Os Quatro "J"s
Trata-se de uma pérola da MPB que foi gravada nos anos 60 pelo Gilberto Gil, acompanhado pelos Mutantes e apresentada em um dos grandes Festivais da Canção.
A música narra a história dos amigos José (que trabalhava na feira) e João (que trabalhava na construção). Nem belo domingo, José foi ao parque e foi que ele viu sua amada Juliana na roda-gigante com João. De repente, tudo girou e José, tomado pelo ciúme, esfaqueou Juliana e João.
Meio triste, né?
Bom, mas vou recontar essa história.
José é um amigo dos tempos de escola de Juliana (essa a gente finge que sou eu, ok?). Ela ficou com ele algumas vezes na época, mas confessa que, até hoje, sente um certo tesão quando o vê, pois sabe da química que bate entre os dois.
Mas Juliana nunca se permitiu (e nem pretende) deixar que a relação com José passe disso, pois ela sabe que as brincadeiras dele, em muitas das vezes, são de extremo mau gosto. Digamos que José tem um lado muito podre.
Então, Juliana prefere ir ao parque com João (preciso explicar a analogia?). Ele, gentilmente, dá uma rosa e um sorvete pra ela - o malandro sabe como conquistá-la.
Porém, infelizmente, João vê Juliana quase como ela vê José. Ou seja, João não se permite ir além do parque. Mas não por ela ter um lado podre! Longe disso! Na verdade, o problema consiste na existência de um quarto “J” que, de tão insosso e insignificante, não é citado na canção. É o “J” de Jaca, a namorada de João.

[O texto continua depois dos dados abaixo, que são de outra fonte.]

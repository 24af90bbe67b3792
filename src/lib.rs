use leptos::prelude::*;
use leptos::task::spawn_local;
use wasm_bindgen::JsCast;
use wasm_bindgen::prelude::*;

pub mod components;
pub mod config;
pub mod models;
pub mod services;
pub mod utils;

use components::StatsWidget;
use config::WidgetConfig;
use models::SlotState;

/// The host-page tag the widget mounts into:
/// `<d2d-stats theme="light" show="mrr,customers"></d2d-stats>`
pub const WIDGET_TAG: &str = "d2d-stats";

/// Marker attribute set on a host once a widget is mounted into it, so
/// repeated scans never stack a second widget (or a second fetch) on it.
const MOUNTED_MARKER: &str = "data-d2d-mounted";

#[wasm_bindgen(start)]
fn start() {
    console_error_panic_hook::set_once();
    mount_all();
}

/// Scan the document for `<d2d-stats>` tags and mount a widget into each one
/// that does not already have one. Runs automatically at module start; also
/// exported so pages that insert tags dynamically can call it again.
#[wasm_bindgen]
pub fn mount_all() {
    let Some(document) = web_sys::window().and_then(|w| w.document()) else {
        return;
    };
    let Ok(hosts) = document.query_selector_all(WIDGET_TAG) else {
        return;
    };
    for index in 0..hosts.length() {
        if let Some(host) = hosts
            .get(index)
            .and_then(|node| node.dyn_into::<web_sys::HtmlElement>().ok())
        {
            mount_widget(host);
        }
    }
}

/// Mount one widget into `host`. The `theme`, `show`, and `src` attributes
/// are read once here; later attribute mutation is not observed. Exactly one
/// fetch is issued per mount, wired to the slot signals the view renders
/// from.
#[wasm_bindgen]
pub fn mount_widget(host: web_sys::HtmlElement) {
    if host.has_attribute(MOUNTED_MARKER) {
        return;
    }
    let _ = host.set_attribute(MOUNTED_MARKER, "");

    let config = WidgetConfig::from_element(&host);
    let loader_host = host.clone();

    // The widget lives as long as the page; leak the unmount handle.
    leptos::mount::mount_to(host, move || {
        let (mrr, set_mrr) = signal(SlotState::Pending);
        let (customers, set_customers) = signal(SlotState::Pending);
        spawn_local(services::load_stats(
            config.clone(),
            set_mrr,
            set_customers,
            loader_host,
        ));
        view! { <StatsWidget config=config mrr=mrr customers=customers/> }
    })
    .forget();
}
use web_sys::Element;

/// Default data source: the public stats.json published by the MRR cron job.
/// Overridable per widget instance via the `src` attribute so tests and
/// self-hosted pages can point at a fixture instead of the live file.
pub const DEFAULT_STATS_URL: &str = "https://raw.githubusercontent.com/Soulfra/d2d/main/stats.json";

/// The four colors a widget instance paints with.
#[derive(Debug, Clone, Copy, PartialEq, Eq)]
pub struct Palette {
    pub background: &'static str,
    pub foreground: &'static str,
    pub border: &'static str,
    pub muted: &'static str,
}

pub const DARK_PALETTE: Palette = Palette {
    background: "#0a0a0a",
    foreground: "#0f0",
    border: "#222",
    muted: "#666",
};

pub const LIGHT_PALETTE: Palette = Palette {
    background: "#fff",
    foreground: "#000",
    border: "#ddd",
    muted: "#888",
};

#[derive(Debug, Clone, Copy, PartialEq, Eq, Default)]
pub enum Theme {
    #[default]
    Dark,
    Light,
}

impl Theme {
    /// Anything other than the literal string "dark" selects the light
    /// palette; an absent attribute defaults to dark.
    pub fn from_attr(value: Option<&str>) -> Self {
        match value {
            None | Some("dark") => Theme::Dark,
            Some(_) => Theme::Light,
        }
    }

    pub fn palette(self) -> Palette {
        match self {
            Theme::Dark => DARK_PALETTE,
            Theme::Light => LIGHT_PALETTE,
        }
    }
}

/// Which of the two slots a widget instance renders. Layout order is always
/// MRR then customers regardless of token order in the attribute.
#[derive(Debug, Clone, Copy, PartialEq, Eq)]
pub struct FieldSet {
    pub mrr: bool,
    pub customers: bool,
}

impl Default for FieldSet {
    fn default() -> Self {
        FieldSet { mrr: true, customers: true }
    }
}

impl FieldSet {
    /// Tokens are matched exactly, without trimming: `show="mrr, customers"`
    /// includes only the MRR slot. This matches the original attribute
    /// semantics and is covered by tests.
    pub fn from_attr(value: Option<&str>) -> Self {
        match value {
            None => FieldSet::default(),
            Some(raw) => {
                let mut fields = FieldSet { mrr: false, customers: false };
                for token in raw.split(',') {
                    match token {
                        "mrr" => fields.mrr = true,
                        "customers" => fields.customers = true,
                        _ => {}
                    }
                }
                fields
            }
        }
    }
}

/// Per-instance configuration, read once from the host element's attributes
/// at mount time. Later attribute mutation is not observed.
#[derive(Debug, Clone, PartialEq)]
pub struct WidgetConfig {
    pub theme: Theme,
    pub fields: FieldSet,
    pub stats_url: String,
}

impl Default for WidgetConfig {
    fn default() -> Self {
        WidgetConfig::parse(None, None, None)
    }
}

impl WidgetConfig {
    pub fn parse(theme: Option<&str>, show: Option<&str>, src: Option<&str>) -> Self {
        WidgetConfig {
            theme: Theme::from_attr(theme),
            fields: FieldSet::from_attr(show),
            stats_url: src.unwrap_or(DEFAULT_STATS_URL).to_string(),
        }
    }

    pub fn from_element(host: &Element) -> Self {
        WidgetConfig::parse(
            host.get_attribute("theme").as_deref(),
            host.get_attribute("show").as_deref(),
            host.get_attribute("src").as_deref(),
        )
    }
}

#[cfg(test)]
mod tests {
    use super::*;

    #[test]
    fn theme_defaults_to_dark() {
        assert_eq!(Theme::from_attr(None), Theme::Dark);
        assert_eq!(Theme::from_attr(Some("dark")), Theme::Dark);
    }

    #[test]
    fn any_other_theme_value_is_light() {
        assert_eq!(Theme::from_attr(Some("light")), Theme::Light);
        assert_eq!(Theme::from_attr(Some("Dark")), Theme::Light);
        assert_eq!(Theme::from_attr(Some("solarized")), Theme::Light);
        assert_eq!(Theme::from_attr(Some("")), Theme::Light);
        assert_eq!(Theme::from_attr(Some("solarized")).palette(), LIGHT_PALETTE);
    }

    #[test]
    fn show_defaults_to_both_fields() {
        assert_eq!(FieldSet::from_attr(None), FieldSet { mrr: true, customers: true });
    }

    #[test]
    fn show_selects_individual_fields() {
        assert_eq!(
            FieldSet::from_attr(Some("mrr")),
            FieldSet { mrr: true, customers: false }
        );
        assert_eq!(
            FieldSet::from_attr(Some("customers")),
            FieldSet { mrr: false, customers: true }
        );
        assert_eq!(
            FieldSet::from_attr(Some("customers,mrr")),
            FieldSet { mrr: true, customers: true }
        );
    }

    #[test]
    fn show_tokens_are_not_trimmed() {
        // " customers" is not a recognized token
        assert_eq!(
            FieldSet::from_attr(Some("mrr, customers")),
            FieldSet { mrr: true, customers: false }
        );
    }

    #[test]
    fn empty_or_unknown_show_renders_no_slots() {
        assert_eq!(FieldSet::from_attr(Some("")), FieldSet { mrr: false, customers: false });
        assert_eq!(
            FieldSet::from_attr(Some("revenue,members")),
            FieldSet { mrr: false, customers: false }
        );
    }

    #[test]
    fn src_attribute_overrides_default_url() {
        let config = WidgetConfig::parse(None, None, Some("/fixtures/stats.json"));
        assert_eq!(config.stats_url, "/fixtures/stats.json");
        assert_eq!(WidgetConfig::default().stats_url, DEFAULT_STATS_URL);
    }
}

Portanto, por mais que João goste de Juliana e saiba de seu valor, ele acha INJUSTO ter que se decidir entre as duas e, por isso, não deixa as rosas e os sorvetes oferecidos a Juliana se tornarem constantes.
Porém, girou a roda-gigante e a moça, decepcionada com a covardia de João, viu nele, seu sonho, uma ilusão.

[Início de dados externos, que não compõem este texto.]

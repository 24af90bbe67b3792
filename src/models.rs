use serde::{Deserialize, Serialize};

use crate::utils::display_number;

/// The public stats document, as published to the raw-content endpoint by the
/// MRR cron job. Every field is optional: the document is untrusted and the
/// widget only does presence checks, leaving placeholders for anything
/// missing. Unknown fields are ignored.
#[derive(Debug, Clone, Default, PartialEq, Serialize, Deserialize)]
pub struct StatsPayload {
    #[serde(default)]
    pub mrr_cents: Option<i64>,
    #[serde(default)]
    pub mrr_dollars: Option<f64>,
    #[serde(default)]
    pub customers: Option<f64>,
    #[serde(default)]
    pub updated_at: Option<String>,
}

impl StatsPayload {
    /// Display text for the MRR slot: "$" + the raw number. No currency
    /// formatting, no separators, no rounding.
    pub fn mrr_text(&self) -> Option<String> {
        self.mrr_dollars.map(|v| format!("${}", display_number(v)))
    }

    /// Display text for the customers slot: the bare number.
    pub fn customers_text(&self) -> Option<String> {
        self.customers.map(display_number)
    }
}

/// Lifecycle of one slot's displayed value. Created pending at mount,
/// transitioned at most once when the fetch settles.
///
/// Only the MRR slot ever enters `Failed`; the customers slot keeps its
/// placeholder on a failed fetch. That asymmetry (like the MEMBERS caption)
/// is inherited behavior, kept deliberately.
#[derive(Debug, Clone, Default, PartialEq, Eq)]
pub enum SlotState {
    #[default]
    Pending,
    Resolved(String),
    Failed,
}

impl SlotState {
    pub fn text(&self) -> String {
        match self {
            SlotState::Pending => "...".to_string(),
            SlotState::Resolved(value) => value.clone(),
            SlotState::Failed => "$?".to_string(),
        }
    }
}

#[cfg(test)]
mod tests {
    use super::*;

    #[test]
    fn slot_state_display_text() {
        assert_eq!(SlotState::Pending.text(), "...");
        assert_eq!(SlotState::Resolved("$1234".into()).text(), "$1234");
        assert_eq!(SlotState::Failed.text(), "$?");
    }

    #[test]
    fn decodes_full_payload() {
        let payload: StatsPayload = serde_json::from_str(
            r#"{"mrr_cents":123400,"mrr_dollars":1234.0,"customers":56,"updated_at":"2026-08-01T00:00:00Z"}"#,
        )
        .unwrap();
        assert_eq!(payload.mrr_text().as_deref(), Some("$1234"));
        assert_eq!(payload.customers_text().as_deref(), Some("56"));
    }

    #[test]
    fn missing_fields_stay_none() {
        let payload: StatsPayload = serde_json::from_str(r#"{"customers":7}"#).unwrap();
        assert_eq!(payload.mrr_text(), None);
        assert_eq!(payload.customers_text().as_deref(), Some("7"));
    }

    #[test]
    fn unknown_fields_are_ignored() {
        let payload: StatsPayload =
            serde_json::from_str(r#"{"mrr_dollars":99.5,"arr_dollars":1194}"#).unwrap();
        assert_eq!(payload.mrr_text().as_deref(), Some("$99.5"));
    }

    #[test]
    fn empty_document_is_all_placeholders() {
        let payload: StatsPayload = serde_json::from_str("{}").unwrap();
        assert_eq!(payload, StatsPayload::default());
        assert_eq!(payload.mrr_text(), None);
        assert_eq!(payload.customers_text(), None);
    }
}
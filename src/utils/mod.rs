pub mod formatting;

pub use formatting::display_number;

O sorvete gelou o coração dela que, então, pediu para José (que já tinha um passado sujo mesmo) matar João. Ele, não podendo negar um pedido de Juliana, o fez.
José fugiu e permanecerá escondido até a segunda ordem.
Juliana, infelizmente, também acabou se ferindo com a faca de José, mas está fora de perigo. Ela é forte e vai se recuperar do corte que fora feito em seu peito, um dia.
Mas João, não.
A facada foi certeira e, como seu "J" é de João e não de Jesus, ele provavelmente não ressuscitará. E agora resta à Jaca, com seu não lembrado “J”, acompanhar o corpo no funeral.
E, por fim:
“Amanhã não tem feira, ê José / Não tem mais construção, ê João
Não tem mais brincadeira, ê José / Não tem mais confusão, ê João.”